The Tougher Regulation of Exchange Relations

Crypto exchanges can liquidate the user fees they receive as digital assets, but going forward, they will be required to observe enhanced internal controls, including:

  • A digital asset sale that shall be approved by the board of directors.
  • Pre-disclosure requirements before executing any deals.

Moreover, trades are limited to the sale of cryptocurrencies in the top 20 in terms of capitalization established on KRW exchanges.


Addressing Zombie Coins and Memecoins

As with zombie coins and memecoins, that are known to cause instability in the market, the FSC is also standing in a strong position against them. According to the new best practices of transaction support:

  • After this, memecoin transaction will only be allowed, provided that the coin indicated high transactions across the board.
  • Zombie coins or the coins with low usage or rating might get delisted or deprived of support.

Constructing a Crypto Market That is Safer

By launching these rules, the FSC strives to protect the financial system against illegal operations and increase the faith of investors.
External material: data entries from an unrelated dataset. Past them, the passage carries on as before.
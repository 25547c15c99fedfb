//! Phone directory export.
//!
//! The roster is grouped into one sheet per office by a pure function; the
//! xlsx bytes are then rendered from that structure.

use std::collections::{BTreeMap, HashMap, HashSet};

use chrono::NaiveDate;
use rust_xlsxwriter::{Format, Workbook};
use serde::Serialize;

use crate::errors::AppError;
use crate::models::{full_name, CONTACT_PLACEHOLDER};

/// Column labels of every directory sheet.
pub const COLUMNS: [&str; 7] = [
    "№",
    "Ф.И.О.",
    "Должность",
    "Рабочий телефон",
    "Правит. телефон",
    "Мобильный телефон",
    "№ кабинета",
];

const COLUMN_WIDTHS: [f64; 7] = [6.0, 38.0, 40.0, 18.0, 18.0, 20.0, 12.0];

const MAX_SHEET_NAME: usize = 31;
const FORBIDDEN_SHEET_CHARS: [char; 7] = ['[', ']', ':', '*', '?', '/', '\\'];

/// One employee as read from storage, before grouping.
#[derive(Debug, Clone)]
pub struct DirectoryEntry {
    pub office_id: String,
    pub office_name: String,
    pub office_city: String,
    pub office_address: String,
    pub department_name: Option<String>,
    pub first_name: String,
    pub last_name: String,
    pub patronymic: Option<String>,
    pub position_title: Option<String>,
    pub phone_work: Option<String>,
    pub phone_government: Option<String>,
    pub phone_mobile: Option<String>,
    pub office_number: Option<String>,
}

/// A printable directory line.
#[derive(Debug, Clone, PartialEq, Eq, Serialize)]
#[serde(rename_all = "camelCase")]
pub struct DirectoryRow {
    pub number: usize,
    pub full_name: String,
    pub position: String,
    pub phone_work: String,
    pub phone_government: String,
    pub phone_mobile: String,
    pub office_number: String,
}

#[derive(Debug, Clone, PartialEq, Eq, Serialize)]
#[serde(rename_all = "camelCase")]
pub struct DepartmentSection {
    /// Empty for employees whose position has no department.
    pub name: String,
    pub rows: Vec<DirectoryRow>,
}

#[derive(Debug, Clone, PartialEq, Eq, Serialize)]
#[serde(rename_all = "camelCase")]
pub struct OfficeSheet {
    pub office_id: String,
    pub office_name: String,
    /// Office name, qualified with the city when another office shares it.
    pub title: String,
    pub office_address: String,
    pub departments: Vec<DepartmentSection>,
}

/// Settings for the notice row printed on the central office sheet.
#[derive(Debug, Clone)]
pub struct DirectorySettings {
    pub central_office_name: String,
    pub central_office_fax: String,
}

/// Group entries by office, then department, then full name.
///
/// Offices and departments sort alphabetically; the unnamed department
/// comes last. Row numbers run through the whole sheet.
pub fn group_directory(entries: Vec<DirectoryEntry>) -> Vec<OfficeSheet> {
    type Departments = BTreeMap<(bool, String), Vec<DirectoryEntry>>;
    let mut offices: BTreeMap<(String, String), (String, String, Departments)> = BTreeMap::new();
    let mut name_counts: HashMap<String, HashSet<String>> = HashMap::new();

    for entry in entries {
        let department = entry
            .department_name
            .as_deref()
            .map(str::trim)
            .filter(|d| !d.is_empty())
            .map(str::to_string);
        let key = (department.is_none(), department.unwrap_or_default());
        name_counts
            .entry(entry.office_name.clone())
            .or_default()
            .insert(entry.office_id.clone());
        offices
            .entry((entry.office_name.clone(), entry.office_id.clone()))
            .or_insert_with(|| {
                (
                    entry.office_city.clone(),
                    entry.office_address.clone(),
                    BTreeMap::new(),
                )
            })
            .2
            .entry(key)
            .or_default()
            .push(entry);
    }

    offices
        .into_iter()
        .map(|((office_name, office_id), (city, office_address, departments))| {
            let mut number = 0;
            let departments = departments
                .into_iter()
                .map(|((_, name), mut members)| {
                    members.sort_by(|a, b| {
                        a.last_name
                            .cmp(&b.last_name)
                            .then_with(|| a.first_name.cmp(&b.first_name))
                            .then_with(|| a.patronymic.cmp(&b.patronymic))
                    });
                    let rows = members
                        .iter()
                        .map(|entry| {
                            number += 1;
                            directory_row(number, entry)
                        })
                        .collect();
                    DepartmentSection { name, rows }
                })
                .collect();
            let shared = name_counts.get(&office_name).map_or(0, HashSet::len) > 1;
            let title = if shared && !city.trim().is_empty() {
                format!("{} ({})", office_name, city.trim())
            } else {
                office_name.clone()
            };
            OfficeSheet {
                office_id,
                office_name,
                title,
                office_address,
                departments,
            }
        })
        .collect()
}

fn directory_row(number: usize, entry: &DirectoryEntry) -> DirectoryRow {
    DirectoryRow {
        number,
        full_name: full_name(
            &entry.last_name,
            &entry.first_name,
            entry.patronymic.as_deref(),
        ),
        position: cell(entry.position_title.as_deref()),
        phone_work: cell(entry.phone_work.as_deref()),
        phone_government: cell(entry.phone_government.as_deref()),
        phone_mobile: cell(entry.phone_mobile.as_deref()),
        office_number: cell(entry.office_number.as_deref()),
    }
}

/// Missing and placeholder values print as empty cells.
fn cell(value: Option<&str>) -> String {
    match value.map(str::trim) {
        Some(v) if v != CONTACT_PLACEHOLDER => v.to_string(),
        _ => String::new(),
    }
}

/// A row of a rendered sheet, top to bottom.
#[derive(Debug, Clone, PartialEq, Eq)]
pub enum SheetLine {
    Title(String),
    Notice(String),
    Header,
    Department(String),
    Entry(DirectoryRow),
}

/// Lay out one office sheet.
///
/// The central office gets a notice row between the title and the column
/// header.
pub fn sheet_lines(sheet: &OfficeSheet, settings: &DirectorySettings) -> Vec<SheetLine> {
    let mut lines = vec![SheetLine::Title(sheet.title.clone())];
    if sheet.office_name == settings.central_office_name {
        lines.push(SheetLine::Notice(central_notice(
            &sheet.office_address,
            &settings.central_office_fax,
        )));
    }
    lines.push(SheetLine::Header);
    for department in &sheet.departments {
        lines.push(SheetLine::Department(department.name.clone()));
        lines.extend(department.rows.iter().cloned().map(SheetLine::Entry));
    }
    lines
}

fn central_notice(address: &str, fax: &str) -> String {
    let address = cell(Some(address));
    let fax = cell(Some(fax));
    match (address.is_empty(), fax.is_empty()) {
        (false, false) => format!("Адрес: {}, факс: {}", address, fax),
        (false, true) => format!("Адрес: {}", address),
        (true, false) => format!("Факс: {}", fax),
        (true, true) => String::new(),
    }
}

/// Make `name` a valid worksheet name not yet in `used`.
///
/// Worksheet names are at most 31 characters, exclude `[]:*?/\` and are
/// compared case-insensitively.
pub fn sanitize_sheet_name(name: &str, used: &mut HashSet<String>) -> String {
    let cleaned: String = name
        .chars()
        .map(|c| if FORBIDDEN_SHEET_CHARS.contains(&c) { '_' } else { c })
        .collect();
    let cleaned = cleaned.trim().trim_matches('\'').trim();
    let base = if cleaned.is_empty() { "Sheet" } else { cleaned };

    let mut candidate: String = base.chars().take(MAX_SHEET_NAME).collect();
    let mut suffix = 2;
    while used.contains(&candidate.to_lowercase()) {
        let tail = format!(" ({})", suffix);
        let keep = MAX_SHEET_NAME - tail.chars().count();
        candidate = base.chars().take(keep).collect::<String>() + &tail;
        suffix += 1;
    }
    used.insert(candidate.to_lowercase());
    candidate
}

/// Download name of the workbook generated on `date`.
pub fn export_filename(date: NaiveDate) -> String {
    format!("phone_directory_{}.xlsx", date.format("%Y-%m-%d"))
}

/// Render the grouped directory as xlsx bytes.
pub fn render_workbook(
    sheets: &[OfficeSheet],
    settings: &DirectorySettings,
) -> Result<Vec<u8>, AppError> {
    let mut workbook = Workbook::new();
    let title = Format::new().set_bold().set_font_size(14);
    let bold = Format::new().set_bold();
    let mut used = HashSet::new();

    if sheets.is_empty() {
        let worksheet = workbook.add_worksheet();
        worksheet.set_name("Справочник")?;
        for (col, label) in COLUMNS.iter().enumerate() {
            worksheet.write_string_with_format(0, col as u16, *label, &bold)?;
        }
    }

    for sheet in sheets {
        let worksheet = workbook.add_worksheet();
        worksheet.set_name(sanitize_sheet_name(&sheet.title, &mut used))?;
        for (col, width) in COLUMN_WIDTHS.iter().enumerate() {
            worksheet.set_column_width(col as u16, *width)?;
        }

        for (index, line) in sheet_lines(sheet, settings).iter().enumerate() {
            let row = index as u32;
            match line {
                SheetLine::Title(text) => {
                    worksheet.write_string_with_format(row, 0, text, &title)?;
                }
                SheetLine::Notice(text) => {
                    worksheet.write_string(row, 0, text)?;
                }
                SheetLine::Header => {
                    for (col, label) in COLUMNS.iter().enumerate() {
                        worksheet.write_string_with_format(row, col as u16, *label, &bold)?;
                    }
                }
                SheetLine::Department(name) => {
                    worksheet.write_string_with_format(row, 1, name, &bold)?;
                }
                SheetLine::Entry(entry) => {
                    worksheet.write_number(row, 0, entry.number as f64)?;
                    let cells = [
                        &entry.full_name,
                        &entry.position,
                        &entry.phone_work,
                        &entry.phone_government,
                        &entry.phone_mobile,
                        &entry.office_number,
                    ];
                    for (offset, value) in cells.iter().enumerate() {
                        worksheet.write_string(row, offset as u16 + 1, value.as_str())?;
                    }
                }
            }
        }
    }

    Ok(workbook.save_to_buffer()?)
}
According to a statement issued by the commission, the changes would enable the proper utilization of the virtual donated assets and save users, who can use them in risky digital properties.

The recent initiative of South Korea proves that it is forward-looking in terms of crypto adoption with an idea of maintaining a healthy balance between being innovative in blockchain technology and protecting its investors. These regulations are important in growing the crypto market in the area as institutions anticipate venturing into the digital asset space.